Brain Adjusts to Cope With Life's Upsets

Study finds older women show less reaction to upsetting images

TUESDAY, Dec. 16, 2008 (HealthDay News) -- New evidence suggests that the brains of older women process negative images differently than young women, a sign that the human brain seems to learn to cope with the slings and arrows of life.

"Older adults seem to be able to show a reduced response to negative emotions," said Roberto Cabeza, a co-author of the study and a professor of psychology and neuroscience at Duke University.

Researchers have long suspected that the brains of older people deal with emotions differently, Cabeza said. "There have been reports that there's a shift in the bias, perhaps an attenuation of negative emotions and an emphasis on processing positive emotions," he said.

For the new study, Cabeza and his colleagues put those theories about brain activity to the test in 15 young women (average age 25) and 15 older women (average age 70). All the women were healthy.

The women were shown photos chosen to elicit positive, neutral and negative responses. Later, the women took part in a test designed to reveal which photos they remembered. The researchers also scanned the brains of the women using fMRI technology, which measures neural activity.

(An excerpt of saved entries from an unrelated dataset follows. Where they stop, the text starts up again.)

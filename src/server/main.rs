use anyhow::Context;
use todo_stack::adapters::HttpServer;
use todo_stack::config::{AppConfig, CONNECT_TIMEOUT, DatabaseConfig};
use todo_stack::core::TodoService;
use todo_stack::storage::memory::MemoryTodoRepository;
use todo_stack::storage::sqlite::SqliteTodoRepository;
use tracing_subscriber::EnvFilter;

#[tokio::main]
async fn main() -> anyhow::Result<()> {
    tracing_subscriber::fmt()
        .with_env_filter(
            EnvFilter::try_from_default_env().unwrap_or_else(|_| EnvFilter::new("info")),
        )
        .init();

    let config = AppConfig::from_env().context("invalid configuration")?;
    tracing::info!(
        port = config.port,
        environment = config.environment.as_str(),
        "Starting todo service"
    );

    match config.database.clone() {
        DatabaseConfig::Memory => {
            tracing::warn!("Using in-memory storage; todos are lost on exit");
            let service = TodoService::new(MemoryTodoRepository::new());
            let server = HttpServer::new(service, config).await?;
            server.run().await
        }
        DatabaseConfig::Sqlite(url) => {
            let repo = SqliteTodoRepository::connect(&url, CONNECT_TIMEOUT)
                .await
                .with_context(|| format!("could not connect to database {url}"))?;
            let pool_handle = repo.clone();
            let server = HttpServer::new(TodoService::new(repo), config).await?;
            let result = server.run().await;
            pool_handle.close().await;
            tracing::info!("Database connection closed");
            result
        }
    }
}
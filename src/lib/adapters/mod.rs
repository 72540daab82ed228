pub mod http;

pub use http::{AppState, DeleteConfirmation, HealthStatus, HttpServer, build_router};
use std::time::Duration;

use anyhow::Context;
use async_trait::async_trait;
use reqwest::{Response, StatusCode};
use serde_json::{Map, Value, json};
use thiserror::Error;

use crate::adapters::DeleteConfirmation;
use crate::core::{ErrorBody, Todo, TodoChanges, TodoId, TodoStats};

#[derive(Error, Debug)]
pub enum ClientError {
    #[error("{message}")]
    Api { status: StatusCode, message: String },
    #[error("{0}")]
    Transport(#[from] reqwest::Error),
    #[error("Todo text cannot be empty")]
    EmptyText,
    #[error("Another request is still in progress")]
    Busy,
    #[error("No todo is being edited")]
    NotEditing,
    #[error("No todo at position {0}")]
    NoSuchItem(usize),
}

/// The operations the client needs from the service.
#[async_trait]
pub trait TodoApi: Send + Sync {
    async fn list(&self) -> Result<Vec<Todo>, ClientError>;
    async fn create(&self, text: &str) -> Result<Todo, ClientError>;
    async fn delete(&self, id: TodoId) -> Result<(), ClientError>;
    async fn toggle(&self, id: TodoId) -> Result<Todo, ClientError>;
    async fn update(&self, id: TodoId, changes: &TodoChanges) -> Result<Todo, ClientError>;
}

#[derive(Clone)]
pub struct HttpTodoApi {
    http: reqwest::Client,
    base_url: String,
}

impl HttpTodoApi {
    /// `base_url` is the service root, e.g. `http://localhost:3001`.
    pub fn new(base_url: impl Into<String>) -> anyhow::Result<Self> {
        let http = reqwest::Client::builder()
            .connect_timeout(Duration::from_secs(5))
            .build()
            .context("Failed to build HTTP client")?;
        Ok(Self {
            http,
            base_url: base_url.into().trim_end_matches('/').to_string(),
        })
    }

    fn todos_url(&self) -> String {
        format!("{}/api/todos", self.base_url)
    }

    fn todo_url(&self, id: TodoId) -> String {
        format!("{}/api/todos/{id}", self.base_url)
    }

    pub async fn stats(&self) -> Result<TodoStats, ClientError> {
        let response = self.http.get(format!("{}/stats", self.todos_url())).send().await?;
        Ok(check(response).await?.json().await?)
    }
}

/// Turns a non-2xx response into `ClientError::Api`, preferring the server's
/// own error text.
async fn check(response: Response) -> Result<Response, ClientError> {
    let status = response.status();
    if status.is_success() {
        return Ok(response);
    }
    let message = match response.json::<ErrorBody>().await {
        Ok(ErrorBody { error, details: Some(details) }) if !details.is_empty() => {
            format!("{error}: {}", details.join(", "))
        }
        Ok(ErrorBody { error, .. }) => error,
        Err(_) => status
            .canonical_reason()
            .unwrap_or("Request failed")
            .to_string(),
    };
    Err(ClientError::Api { status, message })
}

#[async_trait]
impl TodoApi for HttpTodoApi {
    async fn list(&self) -> Result<Vec<Todo>, ClientError> {
        let response = self.http.get(self.todos_url()).send().await?;
        Ok(check(response).await?.json().await?)
    }

    async fn create(&self, text: &str) -> Result<Todo, ClientError> {
        let response = self
            .http
            .post(self.todos_url())
            .json(&json!({ "text": text }))
            .send()
            .await?;
        Ok(check(response).await?.json().await?)
    }

    async fn delete(&self, id: TodoId) -> Result<(), ClientError> {
        let response = self.http.delete(self.todo_url(id)).send().await?;
        let _: DeleteConfirmation = check(response).await?.json().await?;
        Ok(())
    }

    async fn toggle(&self, id: TodoId) -> Result<Todo, ClientError> {
        let response = self
            .http
            .patch(format!("{}/toggle", self.todo_url(id)))
            .send()
            .await?;
        Ok(check(response).await?.json().await?)
    }

    async fn update(&self, id: TodoId, changes: &TodoChanges) -> Result<Todo, ClientError> {
        let mut body = Map::new();
        if let Some(text) = &changes.text {
            body.insert("text".into(), Value::from(text.as_str()));
        }
        if let Some(completed) = changes.completed {
            body.insert("completed".into(), Value::from(completed));
        }
        let response = self
            .http
            .put(self.todo_url(id))
            .json(&Value::Object(body))
            .send()
            .await?;
        Ok(check(response).await?.json().await?)
    }
}
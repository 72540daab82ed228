use anyhow::Context;
use axum_server::tls_rustls::RustlsConfig;

use crate::config::TlsConfig;

pub async fn configure_tls(tls: &TlsConfig) -> anyhow::Result<RustlsConfig> {
    RustlsConfig::from_pem_file(&tls.cert_path, &tls.key_path)
        .await
        .with_context(|| {
            format!(
                "failed to load TLS certificate {} / key {}",
                tls.cert_path.display(),
                tls.key_path.display()
            )
        })
}

#[cfg(test)]
mod tests {
    use super::*;

    #[tokio::test]
    async fn missing_files_are_reported_with_their_paths() {
        let dir = tempfile::tempdir().unwrap();
        let tls = TlsConfig {
            cert_path: dir.path().join("cert.pem"),
            key_path: dir.path().join("key.pem"),
        };
        let err = configure_tls(&tls).await.unwrap_err();
        assert!(err.to_string().contains("cert.pem"), "{err}");
        assert!(err.to_string().contains("key.pem"), "{err}");
    }

    #[tokio::test]
    async fn unparseable_pem_is_rejected() {
        let dir = tempfile::tempdir().unwrap();
        let tls = TlsConfig {
            cert_path: dir.path().join("cert.pem"),
            key_path: dir.path().join("key.pem"),
        };
        std::fs::write(&tls.cert_path, "not a certificate").unwrap();
        std::fs::write(&tls.key_path, "not a key").unwrap();
        assert!(configure_tls(&tls).await.is_err());
    }
}
use std::path::PathBuf;
use std::str::FromStr;
use std::time::Duration;

use axum::http::HeaderValue;
use thiserror::Error;

pub const DEFAULT_DATABASE_URL: &str = "sqlite://todos.db";
pub const DEFAULT_PORT: u16 = 3001;
pub const DEFAULT_CORS_ORIGIN: &str = "http://localhost:3002";
pub const CONNECT_TIMEOUT: Duration = Duration::from_secs(5);
pub const MAX_BODY_BYTES: usize = 10 * 1024 * 1024;

#[derive(Error, Debug, PartialEq, Eq)]
pub enum ConfigError {
    #[error("{key} must not be empty")]
    Empty { key: &'static str },
    #[error("{key} has invalid value {value:?}: {reason}")]
    Invalid {
        key: &'static str,
        value: String,
        reason: String,
    },
    #[error("TLS_CERT_PATH and TLS_KEY_PATH must be set together")]
    PartialTls,
}

#[derive(Debug, Clone, Copy, PartialEq, Eq)]
pub enum Environment {
    Development,
    Production,
}

impl Environment {
    pub fn is_development(self) -> bool {
        self == Environment::Development
    }

    pub fn as_str(self) -> &'static str {
        match self {
            Environment::Development => "development",
            Environment::Production => "production",
        }
    }
}

impl FromStr for Environment {
    type Err = String;

    fn from_str(s: &str) -> Result<Self, Self::Err> {
        match s.to_ascii_lowercase().as_str() {
            "development" | "dev" => Ok(Environment::Development),
            "production" | "prod" => Ok(Environment::Production),
            other => Err(format!("unknown environment {other}")),
        }
    }
}

#[derive(Debug, Clone, PartialEq, Eq)]
pub enum DatabaseConfig {
    Sqlite(String),
    Memory,
}

#[derive(Debug, Clone, PartialEq, Eq)]
pub struct TlsConfig {
    pub cert_path: PathBuf,
    pub key_path: PathBuf,
}

#[derive(Debug, Clone, PartialEq, Eq)]
pub struct AppConfig {
    pub database: DatabaseConfig,
    pub port: u16,
    pub cors_origin: HeaderValue,
    pub environment: Environment,
    pub tls: Option<TlsConfig>,
}

impl Default for AppConfig {
    fn default() -> Self {
        Self {
            database: DatabaseConfig::Sqlite(DEFAULT_DATABASE_URL.to_string()),
            port: DEFAULT_PORT,
            cors_origin: HeaderValue::from_static(DEFAULT_CORS_ORIGIN),
            environment: Environment::Development,
            tls: None,
        }
    }
}

impl AppConfig {
    /// Reads `.env` (if present) and then the process environment.
    pub fn from_env() -> Result<Self, ConfigError> {
        dotenvy::dotenv().ok();
        Self::from_lookup(|key| std::env::var(key).ok())
    }

    /// Builds the config from any key lookup. Unset keys fall back to
    /// defaults; set-but-invalid keys are errors.
    pub fn from_lookup<F>(lookup: F) -> Result<Self, ConfigError>
    where
        F: Fn(&str) -> Option<String>,
    {
        let defaults = Self::default();

        let database = match lookup("DATABASE_URL") {
            None => defaults.database,
            Some(url) if url.trim().is_empty() => {
                return Err(ConfigError::Empty { key: "DATABASE_URL" });
            }
            Some(url) if url.trim().eq_ignore_ascii_case("memory") => DatabaseConfig::Memory,
            Some(url) if url.trim().starts_with("sqlite:") => {
                DatabaseConfig::Sqlite(url.trim().to_string())
            }
            Some(url) => {
                return Err(ConfigError::Invalid {
                    key: "DATABASE_URL",
                    value: url,
                    reason: "expected a sqlite: URL or \"memory\"".into(),
                });
            }
        };

        let port = parse_or(&lookup, "PORT", defaults.port)?;
        let environment = parse_or(&lookup, "APP_ENV", defaults.environment)?;

        let cors_origin = match lookup("CORS_ORIGIN") {
            None => defaults.cors_origin,
            Some(origin) => HeaderValue::from_str(origin.trim()).map_err(|e| {
                ConfigError::Invalid {
                    key: "CORS_ORIGIN",
                    value: origin.clone(),
                    reason: e.to_string(),
                }
            })?,
        };

        let tls = match (lookup("TLS_CERT_PATH"), lookup("TLS_KEY_PATH")) {
            (None, None) => None,
            (Some(cert), Some(key)) => Some(TlsConfig {
                cert_path: cert.into(),
                key_path: key.into(),
            }),
            _ => return Err(ConfigError::PartialTls),
        };

        Ok(Self {
            database,
            port,
            cors_origin,
            environment,
            tls,
        })
    }
}

fn parse_or<T, F>(lookup: &F, key: &'static str, default: T) -> Result<T, ConfigError>
where
    T: FromStr,
    T::Err: ToString,
    F: Fn(&str) -> Option<String>,
{
    match lookup(key) {
        None => Ok(default),
        Some(raw) if raw.trim().is_empty() => Err(ConfigError::Empty { key }),
        Some(raw) => raw.trim().parse().map_err(|e: T::Err| ConfigError::Invalid {
            key,
            value: raw.clone(),
            reason: e.to_string(),
        }),
    }
}
use std::sync::LazyLock;

use regex::Regex;
use serde_json::Value;
use thiserror::Error;

use crate::core::{NewTodo, TodoChanges, TodoId};

pub const MAX_TEXT_CHARS: usize = 500;

static DANGEROUS_PATTERN: LazyLock<Regex> = LazyLock::new(|| {
    Regex::new(r"(?i)<script|javascript:|data:|vbscript:|onload|onerror|onclick")
        .expect("dangerous content pattern is valid")
});

#[derive(Error, Debug, Clone, PartialEq, Eq)]
pub enum ValidationError {
    #[error("Todo text must be a string")]
    NotAString,
    #[error("Todo text cannot be empty")]
    Empty,
    #[error("Todo text cannot exceed 500 characters")]
    TooLong,
    #[error("Todo text contains potentially dangerous content")]
    Dangerous,
    #[error("Completed must be a boolean")]
    CompletedNotBool,
    #[error("Nothing to update")]
    NoChanges,
    #[error("Invalid todo ID format")]
    InvalidId,
    #[error("Invalid request data")]
    MalformedBody,
}

impl ValidationError {
    /// Schema-level failures are reported as `Validation failed` with the
    /// reason in `details`; the cheaper shape checks carry their reason as the
    /// error itself.
    pub fn is_schema_failure(&self) -> bool {
        matches!(self, ValidationError::Dangerous)
    }
}

/// Runs the text pipeline: presence and type, trim, emptiness, length,
/// dangerous patterns, then angle-bracket stripping.
pub fn validate_text(raw: Option<&Value>) -> Result<String, ValidationError> {
    let text = match raw {
        Some(Value::String(s)) if !s.is_empty() => s.as_str(),
        _ => return Err(ValidationError::NotAString),
    };

    let trimmed = text.trim();
    if trimmed.is_empty() {
        return Err(ValidationError::Empty);
    }
    if trimmed.chars().count() > MAX_TEXT_CHARS {
        return Err(ValidationError::TooLong);
    }
    if DANGEROUS_PATTERN.is_match(trimmed) {
        return Err(ValidationError::Dangerous);
    }

    let sanitized: String = trimmed.chars().filter(|c| !matches!(c, '<' | '>')).collect();
    let sanitized = sanitized.trim();
    if sanitized.is_empty() {
        return Err(ValidationError::Empty);
    }
    Ok(sanitized.to_string())
}

pub fn validate_new_todo(body: &Value) -> Result<NewTodo, ValidationError> {
    let text = validate_text(body.get("text"))?;
    Ok(NewTodo { text })
}

pub fn validate_changes(body: &Value) -> Result<TodoChanges, ValidationError> {
    let text = match body.get("text") {
        None | Some(Value::Null) => None,
        raw => Some(validate_text(raw)?),
    };
    let completed = match body.get("completed") {
        None | Some(Value::Null) => None,
        Some(Value::Bool(b)) => Some(*b),
        Some(_) => return Err(ValidationError::CompletedNotBool),
    };
    if text.is_none() && completed.is_none() {
        return Err(ValidationError::NoChanges);
    }
    Ok(TodoChanges { text, completed })
}

pub fn validate_id(raw: &str) -> Result<TodoId, ValidationError> {
    raw.parse().map_err(|_| ValidationError::InvalidId)
}
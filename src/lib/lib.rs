//! A todo-list service and its terminal client.
//!
//! The service (`adapters::http`) exposes list/create/delete/toggle/update
//! over `/api/todos`, validating input in `core::validation` before anything
//! reaches `storage`. The client (`client`) mirrors the list and re-renders it
//! after every confirmed server response.

pub mod adapters;
pub mod client;
pub mod config;
pub mod core;
pub mod storage;
pub mod transport;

While both groups of women were more likely to remember negative images, the older ones remembered fewer of them than the young women, Cabeza said. Older female brains also showed less activity between different neural areas.

The results "fit in with the theory that older adults are down-regulating or somehow suppressing a processing of negative information," he said, perhaps in response to "adapting" to the demands of life. "They may try to emphasize positive information and process less negative information," he added.

Why would older people do that? "They're having negatives like sickness and death of friends, relatives and spouses," Cabeza said. "It's possible that in this change and shift, by paying less attention and processing fewer negative events, we're protecting ourselves from these negative events."

In the larger picture, the findings, published online in the January issue of the journal Psychological Science, suggest that the brain changes over time and doesn't simply go into decline as people age, he said.

Paul Sanberg, director of the University of South Florida College of Medicine's Center of Excellence for Aging and Brain Repair, is a neuroscientist who's familiar with the study findings. He said the brain rewires itself over time as people learn new things, and young people, of course, have had less time for that process to work.

"Younger people aren't experienced in the world, they haven't seen as many negative things in their lives," Sanberg said. "They haven't learned to cope with those things as much."

Sanberg noted that the new study only included women and said there could be a difference between the genders on this front. He said future research could look at middle-aged people and seek out signs that their reactions to images lie somewhere between those of young and old people.